それはユベントスが掲げる「改革」の中で、スタジアム建設、クラブロゴの大幅な変更に次いで、大きな一歩を踏み出した日だった。

CR7の移籍の噂が立ち始めた頃、友達や学校の先生にものすごく聞かれた。
「ロナウド、ユーヴェ行くの?!」
僕は決まってこう答えた「ありえない。ユーヴェに来る意味がわからない。」
それもそうだろう。ユベンティーノが長年夢見てきたCL制覇という目標を、ことごとく打ち砕いてきたあのCR7なんだから。

16-17S、CL決勝で2ゴール。翌17-18Sでは準々決勝1st.legにてユーヴェのホームで美しいバイシクルを叩き込み、2st.legではあの物議を醸した92分、PA内でのベナティアのL.バスケスに対するファールによるPK判定。講義したブッフォンの退場、そしてキッカーのロナウドは右上に叩き込み、またしてもユーヴェから夢を奪う活躍。結果、レアル・マドリードは前人未到のCL三連覇という偉業を成し遂げた。
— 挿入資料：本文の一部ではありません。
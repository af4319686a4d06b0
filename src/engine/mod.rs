//! In-process map/shuffle/reduce engine
//!
//! The triangle stages only rely on the contract of a grouping engine:
//! map tasks run independently over input splits, a partitioner routes every
//! key to exactly one reducer, and a reducer sees all values of a key before
//! it emits anything. `LocalExecutor` provides that contract on a rayon pool.

pub mod executor;
pub mod job;
pub mod partitioner;

pub use executor::{LocalExecutor, ShuffleOutput, StageCounters, StageOutput};
pub use job::{
    Combiner, MapContext, MapInput, Mapper, RecordKey, RecordValue, ReduceContext, Reducer,
    StageJob, SumCombiner,
};
pub use partitioner::Partitioner;

use crate::graph::Vertex;
use crate::record::PairKey;
use thiserror::Error;

/// Fatal failure of a single map or reduce task
#[derive(Error, Debug, Clone, PartialEq, Eq)]
pub enum TaskError {
    /// An edge references a vertex the degree table does not know
    #[error("vertex {vertex} of edge record {record:?} is missing from the degree table")]
    MissingDegree { vertex: Vertex, record: String },

    /// Self-loop under the strict input policy
    #[error("self-loop in edge record {record:?}")]
    SelfLoop { record: String },

    /// The same edge appears more than once under the strict input policy
    #[error("edge {pair} appears {occurrences} times in the input")]
    DuplicateEdge { pair: PairKey, occurrences: usize },
}

pub type TaskResult<T> = Result<T, TaskError>;

/// Executor errors
#[derive(Error, Debug, Clone, PartialEq, Eq)]
pub enum EngineError {
    #[error("reducer count must be at least 1, got {0}")]
    InvalidReducerCount(usize),

    #[error("map split count must be at least 1, got {0}")]
    InvalidSplitCount(usize),

    /// A task failed; the stage produced no output
    #[error("stage {stage} aborted: {source}")]
    Task {
        stage: String,
        #[source]
        source: TaskError,
    },
}

pub type EngineResult<T> = Result<T, EngineError>;
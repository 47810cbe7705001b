//! Authentication primitives.
//!
//! - [`jwt`] -- access-token validation (and generation, for tooling and tests).

pub mod jwt;
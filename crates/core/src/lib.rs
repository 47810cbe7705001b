//! Domain rules for vendor matching and offer negotiation.
//!
//! Everything in this crate is pure: no I/O, no clocks, no storage. The
//! `db` crate persists the types defined here and the `api` crate wires
//! them into request handlers.

pub mod error;
pub mod geo;
pub mod negotiation;
pub mod progress;
pub mod project;
pub mod review;
pub mod roles;
pub mod types;
pub mod vendor_role;
pub mod window;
悲しかった。憎かった。そして何より悔しかった。またも彼にチームに、彼に負けたのだ。サッカーはチームスポーツなはずなのに、絶対的な力を持った選手が存在することを改めて思い知った。
それと当時にユーヴェに足りないのもそんな絶対的な存在な気がした。

我々ユベンティーノの心を砕き、世界に力を知らしめたあのバイシクルに対して、拍手しかすることができなかったであろう現地のユベンティーノの反応が、彼の移籍に決め手になったというくらいだから皮肉なものだ。

数カ月後

日に日に【ロナウド、ユーヴェへ移籍】の記事への信憑性や期待値が増していく。胸が高鳴ったのは事実だし、Jメディカルに来てもまだ信じられなかった。
あのクリスティアーノ・ロナウドがユベントスに
それと同時に、なにかモヤッとした複雑な気持ちとユベントスの改革に対する不安も芽生えた。
その不安が今になって大きくなり、現実味を帯びてきた。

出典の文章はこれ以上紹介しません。